Variable density self consistent field study on bounded polymer layer around spherical nanoparticles

Abstract

A computational study focused on the interfacial region between polymer bulk and solid surface of spherical nanoparticles is presented. Our tool is a recently developed, properly modified for curved surfaces, variable density self-consistent field method. Grafted poly(styrene) on flat or curved surfaces and physically adsorbed poly(dimethylsiloxane) macromolecular chains on silica are examined. In the poly(styrene) study the existence of a depletion layer and an associating strong elongation of the polymeric chains is observed. On the detailed investigation of poly(dimethylsiloxane)/silica interface good agreement of the numerical results with the experimental data for the dependence of the width and the structure of the rigid amorphous inter-phase on the radius of the nanoparticle is reported.
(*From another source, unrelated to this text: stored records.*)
//! Cross-compilation targets.

pub mod arch;
pub mod os;

pub use arch::Arch;
pub use os::Os;

use std::fmt;

use serde::{Deserialize, Serialize};

/// One cross-compilation target (e.g., "linux-amd64")
#[derive(Debug, Clone, Copy, PartialEq, Eq, Hash, Serialize, Deserialize)]
pub struct Platform {
  pub os: Os,
  pub arch: Arch,
}

impl Platform {
  pub fn new(os: Os, arch: Arch) -> Self {
    Self { os, arch }
  }

  /// Returns the `<os>-<arch>` name used for output directories and archive names.
  pub fn dir_name(&self) -> String {
    format!("{}-{}", self.os, self.arch)
  }
}

impl fmt::Display for Platform {
  fn fmt(&self, f: &mut fmt::Formatter<'_>) -> fmt::Result {
    write!(f, "{}", self.dir_name())
  }
}

/// Executable file name for a module built for `os`.
///
/// The name is the final `/`-separated segment of the module path, with the
/// OS executable suffix appended.
pub fn exe_name(module: &str, os: Os) -> String {
  let base = module.trim_end_matches('/').rsplit('/').next().unwrap_or(module);
  format!("{}{}", base, os.exe_suffix())
}
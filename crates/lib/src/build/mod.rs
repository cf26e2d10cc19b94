//! Cross-compiling components with the external toolchain.
//!
//! Each build is one toolchain subprocess for one (component, platform) pair.
//! Its configuration (target OS/arch, cgo, build flags) is carried by an
//! explicit [`BuildInvocation`] and applied to the child process only, so
//! consecutive builds cannot leak settings into each other.
//!
//! # Submodules
//!
//! - [`toolchain`] - Locating the toolchain binary and querying its version
//! - [`invocation`] - The argument/environment set for one toolchain run
//! - [`builder`] - Deterministic output paths and running builds

pub mod builder;
pub mod invocation;
pub mod toolchain;
mod types;

pub use builder::Builder;
pub use invocation::BuildInvocation;
pub use toolchain::Toolchain;
pub use types::*;
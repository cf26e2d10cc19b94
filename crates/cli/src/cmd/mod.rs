mod release;
mod verify;

pub use release::{ReleaseArgs, cmd_release};
pub use verify::cmd_verify;
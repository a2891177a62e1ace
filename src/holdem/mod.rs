/// Module for `GameState`, the input to every analysis.
mod game_state;
/// Export `GameState`
pub use self::game_state::{GameState, Position, Street};

/// Pot odds, implied odds and expected value.
mod odds;
pub use self::odds::{DEFAULT_IMPLIED_STACK_FRACTION, expected_value, implied_odds, pot_odds};

/// Module describing the community cards.
mod board;
pub use self::board::{BoardTexture, DrawPotential};

/// Module for `EquitySimulator` that deals random completions of the
/// hand and counts how often the hero comes out ahead.
mod monte_carlo;
/// Export `EquitySimulator`
pub use self::monte_carlo::{
    BATCH_SIZE, EquitySimulator, Outcome, SimulationResult, best_opponent, simulate_equity,
};

/// Module turning equity and pot math into an action.
mod recommend;
pub use self::recommend::{Action, Recommendation, StrengthBand, reasoning, recommend};

/// Module tying everything together into a `HandAnalysis`.
mod analysis;
/// Export `Analyzer` and its builders
pub use self::analysis::{
    AnalyzerBuilder, Analyzer, DEFAULT_TRIALS, HandAnalysis, RngAnalyzerBuilder, analyze,
};
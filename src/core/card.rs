use std::fmt;
use std::str::FromStr;

use super::PokerEngineError;

/// Card rank or value.
/// This is basically the face value - 2
#[derive(PartialEq, PartialOrd, Eq, Ord, Debug, Clone, Copy, Hash)]
#[cfg_attr(feature = "arbitrary", derive(arbitrary::Arbitrary))]
pub enum Value {
    /// 2
    Two = 0,
    /// 3
    Three = 1,
    /// 4
    Four = 2,
    /// 5
    Five = 3,
    /// 6
    Six = 4,
    /// 7
    Seven = 5,
    /// 8
    Eight = 6,
    /// 9
    Nine = 7,
    /// T
    Ten = 8,
    /// J
    Jack = 9,
    /// Q
    Queen = 10,
    /// K
    King = 11,
    /// A
    Ace = 12,
}

/// Constant of all the values.
/// This is what `Value::values()` returns
const VALUES: [Value; 13] = [
    Value::Two,
    Value::Three,
    Value::Four,
    Value::Five,
    Value::Six,
    Value::Seven,
    Value::Eight,
    Value::Nine,
    Value::Ten,
    Value::Jack,
    Value::Queen,
    Value::King,
    Value::Ace,
];

impl Value {
    /// Take a u8 and convert it to a value.
    /// Anything past the ace is clamped to the ace.
    ///
    /// ```
    /// use poker_equity::core::Value;
    ///
    /// assert_eq!(Value::Two, Value::from_u8(0));
    /// assert_eq!(Value::Ace, Value::from_u8(12));
    /// ```
    pub fn from_u8(v: u8) -> Self {
        VALUES[usize::from(v.min(12))]
    }

    /// Get all of the `Value`'s that are possible.
    /// This is used to iterate through all possible
    /// values when creating a new deck.
    pub const fn values() -> [Value; 13] {
        VALUES
    }

    /// The numeric poker rank, 2 through 14 where
    /// 11 is the jack and 14 is the ace.
    ///
    /// ```
    /// use poker_equity::core::Value;
    ///
    /// assert_eq!(2, Value::Two.rank_number());
    /// assert_eq!(14, Value::Ace.rank_number());
    /// ```
    pub fn rank_number(self) -> u8 {
        self as u8 + 2
    }

    /// Given a character parse that char into a value.
    /// Case is ignored as long as the char is in the ascii range.
    ///
    /// ```
    /// use poker_equity::core::Value;
    ///
    /// assert_eq!(Some(Value::Ten), Value::from_char('T'));
    /// assert_eq!(Some(Value::Ace), Value::from_char('a'));
    /// assert_eq!(None, Value::from_char('X'));
    /// ```
    pub fn from_char(c: char) -> Option<Self> {
        match c.to_ascii_uppercase() {
            'A' => Some(Self::Ace),
            'K' => Some(Self::King),
            'Q' => Some(Self::Queen),
            'J' => Some(Self::Jack),
            'T' => Some(Self::Ten),
            '9' => Some(Self::Nine),
            '8' => Some(Self::Eight),
            '7' => Some(Self::Seven),
            '6' => Some(Self::Six),
            '5' => Some(Self::Five),
            '4' => Some(Self::Four),
            '3' => Some(Self::Three),
            '2' => Some(Self::Two),
            _ => None,
        }
    }

    /// Convert this Value to a char.
    pub fn to_char(self) -> char {
        match self {
            Self::Ace => 'A',
            Self::King => 'K',
            Self::Queen => 'Q',
            Self::Jack => 'J',
            Self::Ten => 'T',
            Self::Nine => '9',
            Self::Eight => '8',
            Self::Seven => '7',
            Self::Six => '6',
            Self::Five => '5',
            Self::Four => '4',
            Self::Three => '3',
            Self::Two => '2',
        }
    }
}

/// Enum for the four different suits.
/// While this has support for ordering it's not
/// sensical. The sorting is only there to allow sorting cards.
#[derive(PartialEq, PartialOrd, Eq, Ord, Debug, Clone, Copy, Hash)]
#[cfg_attr(feature = "arbitrary", derive(arbitrary::Arbitrary))]
pub enum Suit {
    /// Spades
    Spade = 0,
    /// Clubs
    Club = 1,
    /// Hearts
    Heart = 2,
    /// Diamonds
    Diamond = 3,
}

/// All of the `Suit`'s. This is what `Suit::suits()` returns.
const SUITS: [Suit; 4] = [Suit::Spade, Suit::Club, Suit::Heart, Suit::Diamond];

impl Suit {
    /// Provide all the Suit's that there are.
    pub const fn suits() -> [Suit; 4] {
        SUITS
    }

    /// Given a character that represents a suit try and parse that char.
    ///
    /// ```
    /// use poker_equity::core::Suit;
    ///
    /// assert_eq!(Some(Suit::Heart), Suit::from_char('h'));
    /// assert_eq!(Some(Suit::Spade), Suit::from_char('S'));
    /// assert_eq!(None, Suit::from_char('x'));
    /// ```
    pub fn from_char(s: char) -> Option<Self> {
        match s.to_ascii_lowercase() {
            'h' => Some(Self::Heart),
            'd' => Some(Self::Diamond),
            's' => Some(Self::Spade),
            'c' => Some(Self::Club),
            _ => None,
        }
    }

    /// This Suit to a character.
    pub fn to_char(self) -> char {
        match self {
            Self::Heart => 'h',
            Self::Diamond => 'd',
            Self::Spade => 's',
            Self::Club => 'c',
        }
    }
}

/// The main struct of this library.
/// This is a carrier for Suit and Value combined.
#[derive(PartialEq, PartialOrd, Eq, Ord, Debug, Clone, Copy, Hash)]
#[cfg_attr(feature = "arbitrary", derive(arbitrary::Arbitrary))]
#[cfg_attr(
    feature = "serde",
    derive(serde::Serialize, serde::Deserialize),
    serde(try_from = "String", into = "String")
)]
pub struct Card {
    /// The face value of this card.
    pub value: Value,
    /// The suit of this card.
    pub suit: Suit,
}

impl Card {
    pub fn new(value: Value, suit: Suit) -> Self {
        Self { value, suit }
    }
}

impl fmt::Display for Card {
    fn fmt(&self, f: &mut fmt::Formatter<'_>) -> fmt::Result {
        write!(f, "{}{}", self.value.to_char(), self.suit.to_char())
    }
}

/// Parse the two character form, value first then suit. `Ah`, `Td`, `2c`
impl FromStr for Card {
    type Err = PokerEngineError;

    fn from_str(s: &str) -> Result<Self, Self::Err> {
        let mut chars = s.chars();
        let value = chars
            .next()
            .ok_or(PokerEngineError::TooFewChars)
            .and_then(|c| Value::from_char(c).ok_or(PokerEngineError::UnexpectedValueChar))?;
        let suit = chars
            .next()
            .ok_or(PokerEngineError::TooFewChars)
            .and_then(|c| Suit::from_char(c).ok_or(PokerEngineError::UnexpectedSuitChar))?;

        if chars.next().is_some() {
            return Err(PokerEngineError::UnparsedCharsRemaining);
        }
        Ok(Self { value, suit })
    }
}

impl TryFrom<&str> for Card {
    type Error = PokerEngineError;

    fn try_from(value: &str) -> Result<Self, Self::Error> {
        value.parse()
    }
}

impl TryFrom<String> for Card {
    type Error = PokerEngineError;

    fn try_from(value: String) -> Result<Self, Self::Error> {
        value.parse()
    }
}

impl From<Card> for String {
    fn from(card: Card) -> Self {
        card.to_string()
    }
}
Moreover, a well understood dependence of the bounded polymer layer structure on the polydispersity (mainly bipolar structures) of the polymeric sample was found. Overall, we have shown evidence for the chain immobilization in the interfacial region and found that the thickness of the interphase is sensitive to the strength of the polymer-nanoparticle interaction and strongly depends on the curvature of the surface. Based on the unique behavior of bimodal brushes in equilibrium, confirmed by our findings, we have tried to enlighten silent and unclarified polymeric characteristics, which are not experimentally observable, and point the significance of the thermodynamic factor.